[Extracted records]

//! Main StateStore struct tying all components together.

use tracing::debug;

use crate::error::Result;
use crate::patches::{parse_patch, parse_patch_json};
use crate::state::{apply_add, apply_remove, apply_replace};
use crate::subscriptions::{EventKind, ObserverRegistry, SubscriptionId};
use crate::types::{ChangePair, Patch, PatchOp, State, Value, Version};

/// An observable, reversible key/value state store.
///
/// Holds a flat map from string keys to scalar values. Every mutation is
/// recorded as an (inverse, forward) patch pair in an append-only history,
/// and the forward patch is delivered synchronously to `change`
/// subscribers before the mutating call returns.
///
/// Replaying a recorded patch with [`apply_patch`](Self::apply_patch) is
/// itself a mutation: it appends a new pair and bumps the version, so
/// undo and redo never rewind the counter.
///
/// Single-threaded by design. Mutations take `&mut self` and there is no
/// internal locking; callers sharing a store across threads must serialize
/// access themselves.
pub struct StateStore {
    /// Current key/value state.
    state: State,

    /// Mutation counter, replays included.
    version: Version,

    /// Append-only change history, one pair per mutation.
    history: Vec<ChangePair>,

    /// Change-event subscribers.
    observers: ObserverRegistry,
}

impl StateStore {
    /// Create an empty store at version zero.
    pub fn new() -> Self {
        Self {
            state: State::new(),
            version: Version::default(),
            history: Vec::new(),
            observers: ObserverRegistry::new(),
        }
    }

    // --- Mutations ---

    /// Set `key` to `value`, as a replace when the key is present and an
    /// add when it is not. Presence means map membership; a key holding
    /// `false`, `0`, or an empty string is still present.
    pub fn set(&mut self, key: &str, value: impl Into<Value>) {
        let op = if self.has(key) {
            PatchOp::Replace
        } else {
            PatchOp::Add
        };
        self.make_change(op, key, Some(value.into()));
    }

    /// Delete `key`. Removing an absent key succeeds and records an
    /// inverse add patch carrying no value.
    pub fn remove(&mut self, key: &str) {
        self.make_change(PatchOp::Remove, key, None);
    }

    /// Apply one mutation, record its change pair, and notify subscribers.
    fn make_change(&mut self, op: PatchOp, path: &str, value: Option<Value>) {
        let pair = match op {
            PatchOp::Add => apply_add(&mut self.state, path, value),
            PatchOp::Remove => apply_remove(&mut self.state, path),
            PatchOp::Replace => apply_replace(&mut self.state, path, value),
        };
        self.version = self.version.next();
        debug!(op = %op, path, version = self.version.0, "applied mutation");

        let forward = pair.forward.clone();
        self.history.push(pair);
        self.observers.emit(EventKind::Change, &[forward]);
    }

    // --- Reads ---

    /// Current value at `key`, or `None` when absent.
    pub fn get(&self, key: &str) -> Option<&Value> {
        self.state.get(key)
    }

    /// Whether `key` is present in the state.
    pub fn has(&self, key: &str) -> bool {
        self.state.contains_key(key)
    }

    /// Number of keys currently present.
    pub fn len(&self) -> usize {
        self.state.len()
    }

    /// Whether the state holds no keys.
    pub fn is_empty(&self) -> bool {
        self.state.is_empty()
    }

    /// Iterate the present keys in sorted order.
    pub fn keys(&self) -> impl Iterator<Item = &str> {
        self.state.keys().map(String::as_str)
    }

    /// Mutation count, replays included. Equals the history length.
    pub fn version(&self) -> Version {
        self.version
    }

    /// JSON snapshot of the current state: an object literal mapping keys
    /// to scalars, sorted by key. No envelope, no version tag, no history.
    pub fn serialize(&self) -> Result<String> {
        Ok(serde_json::to_string(&self.state)?)
    }

    // --- Patch Replay ---

    /// Re-apply a patch through the normal mutation path.
    ///
    /// The replay appends a fresh change pair and bumps the version, just
    /// like a direct mutation. Applying inverse patches newest-first
    /// undoes history; applying forward patches oldest-first redoes it.
    pub fn apply_patch(&mut self, patch: &Patch) {
        self.make_change(patch.op, &patch.path, patch.value.clone());
    }

    /// Apply a sequence of patches in the order presented, each exactly
    /// once.
    pub fn apply_patches(&mut self, patches: &[Patch]) {
        for patch in patches {
            self.apply_patch(patch);
        }
    }

    /// Validate and apply a wire-format patch (a decoded JSON object with
    /// `op`, `path`, and optional `value`).
    pub fn apply_wire_patch(&mut self, raw: &serde_json::Value) -> Result<()> {
        let patch = parse_patch(raw)?;
        self.apply_patch(&patch);
        Ok(())
    }

    /// Validate and apply a patch arriving as JSON text.
    pub fn apply_patch_json(&mut self, raw: &str) -> Result<()> {
        let patch = parse_patch_json(raw)?;
        self.apply_patch(&patch);
        Ok(())
    }

    // --- History ---

    /// Copy of the full change-pair history, in occurrence order.
    pub fn patches(&self) -> Vec<ChangePair> {
        self.history.clone()
    }

    /// Copies of just the inverse patches, in history order.
    pub fn reverse_patches(&self) -> Vec<Patch> {
        self.history.iter().map(|pair| pair.inverse.clone()).collect()
    }

    /// Copies of just the forward patches, in history order.
    pub fn forward_patches(&self) -> Vec<Patch> {
        self.history.iter().map(|pair| pair.forward.clone()).collect()
    }

    // --- Subscriptions ---

    /// Subscribe to an event. The callback runs synchronously inside each
    /// mutating call, with an owned copy of the forward-patch payload.
    pub fn on(
        &mut self,
        event: EventKind,
        callback: impl FnMut(EventKind, Vec<Patch>) + 'static,
    ) -> SubscriptionId {
        self.observers.subscribe(event, Box::new(callback))
    }

    /// Unsubscribe. Returns false if the id was not registered.
    pub fn off(&mut self, event: EventKind, id: SubscriptionId) -> bool {
        self.observers.unsubscribe(event, id)
    }

    /// Number of live subscriptions for an event.
    pub fn subscriber_count(&self, event: EventKind) -> usize {
        self.observers.subscriber_count(event)
    }
}

impl Default for StateStore {
    fn default() -> Self {
        Self::new()
    }
}
//! Error types for the state store.

use thiserror::Error;

/// Main error type for store operations.
#[derive(Debug, Error)]
pub enum StoreError {
    #[error("Not a valid patch: {0}")]
    InvalidPatch(String),

    #[error("Serialization error: {0}")]
    Serialization(String),

    #[error("Deserialization error: {0}")]
    Deserialization(String),
}

impl From<serde_json::Error> for StoreError {
    fn from(e: serde_json::Error) -> Self {
        StoreError::Serialization(e.to_string())
    }
}

/// Result type for store operations.
pub type Result<T> = std::result::Result<T, StoreError>;
//! breakerd — main entry point.
//!
//! ```text
//! ┌──────────────────────────────────────────────────────────────┐
//! │                    Adapters (outer ring)                     │
//! │                                                              │
//! │  TcpServer ── session threads      FileCredentialStore       │
//! │  LogEventSink                      (CredentialStore)         │
//! │                                                              │
//! │  ─────────────── Port Trait Boundary ───────────────         │
//! │                                                              │
//! │  ┌────────────────────────────────────────────────────┐      │
//! │  │            AppService (pure logic)                 │      │
//! │  │  parse · authn · authz · registers · interlock     │      │
//! │  └────────────────────────────────────────────────────┘      │
//! └──────────────────────────────────────────────────────────────┘
//! ```
#![deny(unused_must_use)]

use std::net::IpAddr;
use std::path::PathBuf;
use std::sync::Arc;

use anyhow::{Context, Result};
use clap::Parser;
use log::info;

use breakerd::AppService;
use breakerd::adapters::credentials::FileCredentialStore;
use breakerd::adapters::tcp::TcpServer;
use breakerd::config::ServerConfig;

/// Remote-command server for a simulated breaker panel.
#[derive(Debug, Parser)]
#[command(version, about)]
struct Cli {
    /// TCP port to listen on (default 2222)
    port: Option<u16>,

    /// JSON configuration file
    #[arg(long)]
    config: Option<PathBuf>,

    /// Credential file: `<user> <password> <privilege>` per line
    #[arg(long)]
    passwd: Option<PathBuf>,

    /// Address to bind
    #[arg(long)]
    bind: Option<IpAddr>,

    /// Maximum concurrent sessions (1 = one client at a time)
    #[arg(long)]
    max_sessions: Option<usize>,
}

impl Cli {
    fn into_config(self) -> Result<ServerConfig> {
        let mut config = match &self.config {
            Some(path) => ServerConfig::load(path)
                .with_context(|| format!("loading config {}", path.display()))?,
            None => ServerConfig::default(),
        };

        if let Some(port) = self.port {
            config.listen_port = port;
        }
        if let Some(path) = self.passwd {
            config.credentials_path = path;
        }
        if let Some(addr) = self.bind {
            config.bind_addr = addr;
        }
        if let Some(n) = self.max_sessions {
            config.max_sessions = n;
        }

        config.validate().context("invalid configuration")?;
        Ok(config)
    }
}

fn main() -> Result<()> {
    env_logger::Builder::from_env(env_logger::Env::default().default_filter_or("info")).init();

    let config = Cli::parse().into_config()?;

    info!("breakerd v{}", env!("CARGO_PKG_VERSION"));
    let store = FileCredentialStore::new(config.credentials_path.clone());
    info!("credentials: {}", store.path().display());
    let service = Arc::new(AppService::new(store, &config));

    let mut server = TcpServer::bind(config, service)
        .context("could not open the command port")?;
    server.run().context("listener failed")?;

    info!("server exiting");
    Ok(())
}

> ACTIVITY
From the records above, pull every line that carries the word "absent".

> EXERCISE RESULT
    /// Delete `key`. Removing an absent key succeeds and records an
    /// Current value at `key`, or `None` when absent.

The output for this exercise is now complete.